◆ Problem to work on: Look in the material below for the line holding "#[derive(Parser)]". Set it down exactly, with each later line up to and including the line holding "apply when omitted.".

◆ Data supplied:
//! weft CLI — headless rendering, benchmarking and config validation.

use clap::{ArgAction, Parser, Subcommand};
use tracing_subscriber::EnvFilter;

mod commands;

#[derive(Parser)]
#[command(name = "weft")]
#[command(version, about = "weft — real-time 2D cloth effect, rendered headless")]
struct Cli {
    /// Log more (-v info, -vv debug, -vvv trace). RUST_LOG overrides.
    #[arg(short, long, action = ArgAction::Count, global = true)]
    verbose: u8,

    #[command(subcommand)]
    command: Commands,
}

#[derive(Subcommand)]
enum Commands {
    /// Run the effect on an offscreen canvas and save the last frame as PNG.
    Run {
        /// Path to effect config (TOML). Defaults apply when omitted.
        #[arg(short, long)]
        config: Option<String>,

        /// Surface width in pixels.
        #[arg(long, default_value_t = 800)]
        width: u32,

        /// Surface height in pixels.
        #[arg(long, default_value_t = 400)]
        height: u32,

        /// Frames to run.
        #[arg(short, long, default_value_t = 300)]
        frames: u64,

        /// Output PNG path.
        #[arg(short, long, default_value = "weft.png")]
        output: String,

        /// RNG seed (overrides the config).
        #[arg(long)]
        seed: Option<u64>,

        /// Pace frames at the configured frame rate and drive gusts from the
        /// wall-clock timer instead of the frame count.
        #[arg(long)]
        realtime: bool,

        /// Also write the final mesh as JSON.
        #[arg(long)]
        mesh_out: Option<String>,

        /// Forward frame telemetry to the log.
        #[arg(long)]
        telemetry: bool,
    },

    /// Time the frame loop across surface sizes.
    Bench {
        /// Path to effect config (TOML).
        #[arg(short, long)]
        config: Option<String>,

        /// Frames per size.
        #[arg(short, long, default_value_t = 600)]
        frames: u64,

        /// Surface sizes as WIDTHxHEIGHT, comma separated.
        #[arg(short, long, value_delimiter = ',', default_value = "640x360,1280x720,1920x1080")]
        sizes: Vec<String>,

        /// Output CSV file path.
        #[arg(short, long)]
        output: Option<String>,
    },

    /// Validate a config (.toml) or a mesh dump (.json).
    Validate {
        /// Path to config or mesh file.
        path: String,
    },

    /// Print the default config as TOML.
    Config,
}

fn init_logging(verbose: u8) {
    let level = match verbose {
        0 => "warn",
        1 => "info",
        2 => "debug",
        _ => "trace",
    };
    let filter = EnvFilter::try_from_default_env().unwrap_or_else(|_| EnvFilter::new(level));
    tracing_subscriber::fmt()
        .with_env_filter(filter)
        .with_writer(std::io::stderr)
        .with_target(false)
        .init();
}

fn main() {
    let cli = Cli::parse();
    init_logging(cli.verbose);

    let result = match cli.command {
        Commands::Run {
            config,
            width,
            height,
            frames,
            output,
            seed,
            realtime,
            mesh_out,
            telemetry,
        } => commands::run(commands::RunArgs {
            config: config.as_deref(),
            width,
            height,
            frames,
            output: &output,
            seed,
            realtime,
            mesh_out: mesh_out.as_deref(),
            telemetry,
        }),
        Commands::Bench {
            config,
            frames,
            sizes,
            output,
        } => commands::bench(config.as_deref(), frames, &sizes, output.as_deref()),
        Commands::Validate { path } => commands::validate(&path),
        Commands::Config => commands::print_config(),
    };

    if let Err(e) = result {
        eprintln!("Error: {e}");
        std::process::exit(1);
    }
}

◆ Written solution:
#[derive(Parser)]
#[command(name = "weft")]
#[command(version, about = "weft — real-time 2D cloth effect, rendered headless")]
struct Cli {
    /// Log more (-v info, -vv debug, -vvv trace). RUST_LOG overrides.
    #[arg(short, long, action = ArgAction::Count, global = true)]
    verbose: u8,

    #[command(subcommand)]
    command: Commands,
}

#[derive(Subcommand)]
enum Commands {
    /// Run the effect on an offscreen canvas and save the last frame as PNG.
    Run {
        /// Path to effect config (TOML). Defaults apply when omitted.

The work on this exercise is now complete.